» YOUR INSTRUCTIONS
I would like each line of the data that holds the word "resampling" copied out.

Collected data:
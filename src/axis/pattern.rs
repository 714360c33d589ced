//! Grouped-pattern descriptor.
//!
//! A pattern axis stores `U` unique coordinates and rebuilds a "whole"
//! support of `W >= U` coordinates from them. Group boundaries shared by two
//! neighbouring groups appear twice in the whole support, e.g. slices
//! `[-5,-3], [-3,-1], ...` give `whole = [-5,-3,-3,-1,...]`.
//!
//! Like indexed geometry parameters, the reduced set is expanded through an
//! index array: `whole[i]` carries the value stored at `rebuild_indices[i]`.

use crate::util::{Error, Result};

/// Mapping between a unique value set and its expanded whole support.
#[derive(Clone, Debug, PartialEq)]
#[cfg_attr(feature = "serde", derive(serde::Serialize, serde::Deserialize))]
pub struct Pattern {
    unique_values: Vec<f64>,
    whole_values: Vec<f64>,
    unique_indices: Vec<usize>,
    rebuild_indices: Vec<usize>,
    is_step: bool,
}

impl Pattern {
    /// Describe a pattern whose whole support is `unique_values[rebuild_indices[i]]`.
    ///
    /// The description is checked when attached to an axis with
    /// [`Axis::pattern`](crate::axis::Axis::pattern).
    pub fn new(
        unique_values: Vec<f64>,
        unique_indices: Vec<usize>,
        rebuild_indices: Vec<usize>,
    ) -> Self {
        let whole_values = rebuild_indices
            .iter()
            .map(|&r| unique_values.get(r).copied().unwrap_or(f64::NAN))
            .collect();
        Self {
            unique_values,
            whole_values,
            unique_indices,
            rebuild_indices,
            is_step: true,
        }
    }

    /// Use an explicit whole support instead of the rebuilt one.
    pub fn with_whole(mut self, whole_values: Vec<f64>) -> Self {
        self.whole_values = whole_values;
        self
    }

    /// Choose step (`true`, default) or linear resampling.
    pub fn with_step(mut self, is_step: bool) -> Self {
        self.is_step = is_step;
        self
    }

    /// Check every index invariant. `axis` names the owner in errors.
    pub(crate) fn validate(&self, axis: &str) -> Result<()> {
        let u = self.unique_values.len();
        let w = self.whole_values.len();
        if u == 0 {
            return Err(Error::pattern(axis, "no unique values"));
        }
        if self.rebuild_indices.len() != w {
            return Err(Error::pattern(
                axis,
                format!("{} rebuild indices for {} whole values", self.rebuild_indices.len(), w),
            ));
        }
        if w < u {
            return Err(Error::pattern(
                axis,
                format!("whole support ({w}) shorter than unique set ({u})"),
            ));
        }
        if let Some(pos) = self.rebuild_indices.iter().position(|&r| r >= u) {
            return Err(Error::pattern(
                axis,
                format!(
                    "rebuild index {} at position {pos} exceeds {u} unique values",
                    self.rebuild_indices[pos]
                ),
            ));
        }
        if self.unique_indices.len() != u {
            return Err(Error::pattern(
                axis,
                format!("{} unique indices for {u} unique values", self.unique_indices.len()),
            ));
        }
        for (k, &idx) in self.unique_indices.iter().enumerate() {
            if idx >= w {
                let msg = format!("unique index {idx} outside whole support");
                return Err(Error::pattern(axis, msg));
            }
            if k > 0 && idx <= self.unique_indices[k - 1] {
                return Err(Error::pattern(axis, "unique indices must be strictly increasing"));
            }
            if self.rebuild_indices[idx] != k {
                return Err(Error::pattern(
                    axis,
                    format!("whole position {idx} does not rebuild unique value {k}"),
                ));
            }
            if self.rebuild_indices[..idx].contains(&k) {
                return Err(Error::pattern(
                    axis,
                    format!("unique index {idx} is not the first occurrence of value {k}"),
                ));
            }
        }
        if self.whole_values.iter().any(|v| !v.is_finite()) {
            return Err(Error::pattern(axis, "whole support holds non-finite coordinates"));
        }
        for (k, &idx) in self.unique_indices.iter().enumerate() {
            let (u, w) = (self.unique_values[k], self.whole_values[idx]);
            if (u - w).abs() > crate::core::tolerance(u) {
                return Err(Error::pattern(
                    axis,
                    format!("unique value {u} differs from whole value {w} at position {idx}"),
                ));
            }
        }
        if let Some(i) = self.whole_values.windows(2).position(|p| p[1] < p[0]) {
            let msg = format!("whole support decreases at position {}", i + 1);
            return Err(Error::pattern(axis, msg));
        }
        Ok(())
    }

    /// Unique coordinates (`U` values, the stored representation).
    pub fn unique_values(&self) -> &[f64] {
        &self.unique_values
    }

    /// Whole coordinates (`W` values, with duplicates).
    pub fn whole_values(&self) -> &[f64] {
        &self.whole_values
    }

    /// First whole position of each unique value.
    pub fn unique_indices(&self) -> &[usize] {
        &self.unique_indices
    }

    /// Unique slot of each whole position.
    pub fn rebuild_indices(&self) -> &[usize] {
        &self.rebuild_indices
    }

    /// Step (hold) or linear resampling.
    pub fn is_step(&self) -> bool {
        self.is_step
    }

    /// `U`.
    pub fn unique_len(&self) -> usize {
        self.unique_values.len()
    }

    /// `W`.
    pub fn whole_len(&self) -> usize {
        self.whole_values.len()
    }
}
//! Axis requests.
//!
//! A request names one axis of a field and says which representation of it
//! is wanted. The text grammar accepted by [`AxisRequest::parse`]:
//!
//! ```text
//! time                  full reconstruction
//! time[smallestperiod]  modifier: smallestperiod | oneperiod | antiperiod | pattern
//! angle=[0,pi/4]        coordinates v with lower <= v < upper
//! slice=axis_data       resample onto caller-supplied coordinates
//! ```
//!
//! Parsing happens before any numeric work; the reconstruction engine only
//! ever sees [`AxisRequest`] values.

pub mod expr;

use std::fmt;
use std::str::FromStr;

use crate::util::{Error, Result};

/// Keyword of an `axis=axis_data` request.
pub const AXIS_DATA_KEYWORD: &str = "axis_data";

/// Representation of an axis.
#[derive(Clone, Copy, Debug, Default, PartialEq, Eq, Hash)]
#[cfg_attr(feature = "serde", derive(serde::Serialize, serde::Deserialize))]
#[cfg_attr(feature = "serde", serde(rename_all = "lowercase"))]
pub enum Modifier {
    /// Full declared range (whole support for pattern axes).
    #[default]
    None,
    /// Smallest stored block of a periodic axis.
    SmallestPeriod,
    /// One period; for anti-periodic axes the block and its negation.
    OnePeriod,
    /// The half-period preceding negation.
    AntiPeriod,
    /// Unique values of a pattern axis.
    Pattern,
}

impl Modifier {
    /// Keyword used in request strings.
    pub fn as_str(&self) -> &'static str {
        match self {
            Self::None => "none",
            Self::SmallestPeriod => "smallestperiod",
            Self::OnePeriod => "oneperiod",
            Self::AntiPeriod => "antiperiod",
            Self::Pattern => "pattern",
        }
    }
}

impl FromStr for Modifier {
    type Err = Error;

    fn from_str(s: &str) -> Result<Self> {
        match s.trim() {
            "smallestperiod" => Ok(Self::SmallestPeriod),
            "oneperiod" => Ok(Self::OnePeriod),
            "antiperiod" => Ok(Self::AntiPeriod),
            "pattern" => Ok(Self::Pattern),
            "" | "none" => Ok(Self::None),
            other => Err(Error::parse(s, format!("unknown modifier '{other}'"))),
        }
    }
}

impl fmt::Display for Modifier {
    fn fmt(&self, f: &mut fmt::Formatter<'_>) -> fmt::Result {
        f.write_str(self.as_str())
    }
}

/// What to produce along one axis.
#[derive(Clone, Debug, PartialEq)]
#[cfg_attr(feature = "serde", derive(serde::Serialize, serde::Deserialize))]
#[cfg_attr(feature = "serde", serde(rename_all = "snake_case"))]
pub enum Selection {
    /// A (possibly reduced) representation of the axis.
    Modifier(Modifier),
    /// Full-range coordinates `v` with `lower <= v < upper`.
    Range { lower: f64, upper: f64 },
    /// Targets supplied out of band, resolved by the field accessor.
    AxisData,
    /// Resample onto these coordinates.
    Targets(Vec<f64>),
}

impl Default for Selection {
    fn default() -> Self {
        Self::Modifier(Modifier::None)
    }
}

/// A structured request against one axis.
#[derive(Clone, Debug, PartialEq)]
#[cfg_attr(feature = "serde", derive(serde::Serialize, serde::Deserialize))]
pub struct AxisRequest {
    pub axis_name: String,
    pub selection: Selection,
}

impl AxisRequest {
    /// Full reconstruction of `axis_name`.
    pub fn full(axis_name: impl Into<String>) -> Self {
        Self { axis_name: axis_name.into(), selection: Selection::default() }
    }

    pub fn with_modifier(axis_name: impl Into<String>, modifier: Modifier) -> Self {
        Self { axis_name: axis_name.into(), selection: Selection::Modifier(modifier) }
    }

    pub fn range(axis_name: impl Into<String>, lower: f64, upper: f64) -> Self {
        Self { axis_name: axis_name.into(), selection: Selection::Range { lower, upper } }
    }

    pub fn targets(axis_name: impl Into<String>, targets: Vec<f64>) -> Self {
        Self { axis_name: axis_name.into(), selection: Selection::Targets(targets) }
    }

    /// Parse a request string.
    pub fn parse(input: &str) -> Result<Self> {
        let text = input.trim();

        if let Some((name, rhs)) = text.split_once('=') {
            let axis_name = parse_name(input, name)?;
            let rhs = rhs.trim();
            if rhs == AXIS_DATA_KEYWORD {
                return Ok(Self { axis_name, selection: Selection::AxisData });
            }
            let inner = rhs
                .strip_prefix('[')
                .and_then(|r| r.strip_suffix(']'))
                .ok_or_else(|| {
                    Error::parse(input, "expected '[lower,upper]' or 'axis_data' after '='")
                })?;
            let (lo, hi) =
                split_bounds(inner).ok_or_else(|| Error::parse(input, "expected two bounds"))?;
            let lower = expr::eval(lo)?;
            let upper = expr::eval(hi)?;
            if lower > upper {
                let msg = format!("lower bound {lower} exceeds upper bound {upper}");
                return Err(Error::parse(input, msg));
            }
            return Ok(Self::range(axis_name, lower, upper));
        }

        if let Some((name, rest)) = text.split_once('[') {
            let axis_name = parse_name(input, name)?;
            let keyword = rest
                .strip_suffix(']')
                .ok_or_else(|| Error::parse(input, "missing ']'"))?;
            let modifier = keyword.parse::<Modifier>().map_err(|_| {
                Error::parse(input, format!("unknown modifier '{}'", keyword.trim()))
            })?;
            return Ok(Self::with_modifier(axis_name, modifier));
        }

        Ok(Self::full(parse_name(input, text)?))
    }
}

impl FromStr for AxisRequest {
    type Err = Error;

    fn from_str(s: &str) -> Result<Self> {
        Self::parse(s)
    }
}

impl fmt::Display for AxisRequest {
    fn fmt(&self, f: &mut fmt::Formatter<'_>) -> fmt::Result {
        match &self.selection {
            Selection::Modifier(Modifier::None) => write!(f, "{}", self.axis_name),
            Selection::Modifier(m) => write!(f, "{}[{}]", self.axis_name, m),
            Selection::Range { lower, upper } => {
                write!(f, "{}=[{},{}]", self.axis_name, lower, upper)
            }
            Selection::AxisData | Selection::Targets(_) => {
                write!(f, "{}={}", self.axis_name, AXIS_DATA_KEYWORD)
            }
        }
    }
}

fn parse_name(input: &str, name: &str) -> Result<String> {
    let name = name.trim();
    if name.is_empty() {
        return Err(Error::parse(input, "missing axis name"));
    }
    let allowed = |c: &char| c.is_alphanumeric() || matches!(*c, '_' | '-' | '.');
    if let Some(c) = name.chars().find(|c| !allowed(c)) {
        return Err(Error::parse(input, format!("invalid character '{c}' in axis name")));
    }
    Ok(name.to_string())
}

/// Split `a,b` at the single top-level comma.
fn split_bounds(inner: &str) -> Option<(&str, &str)> {
    let mut depth = 0i32;
    let mut split = None;
    for (i, c) in inner.char_indices() {
        match c {
            '(' => depth += 1,
            ')' => depth -= 1,
            ',' if depth == 0 => {
                if split.is_some() {
                    return None;
                }
                split = Some(i);
            }
            _ => {}
        }
    }
    split.map(|i| (&inner[..i], &inner[i + 1..]))
}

» EXERCISE RESPONSE
    /// Choose step (`true`, default) or linear resampling.
    /// Step (hold) or linear resampling.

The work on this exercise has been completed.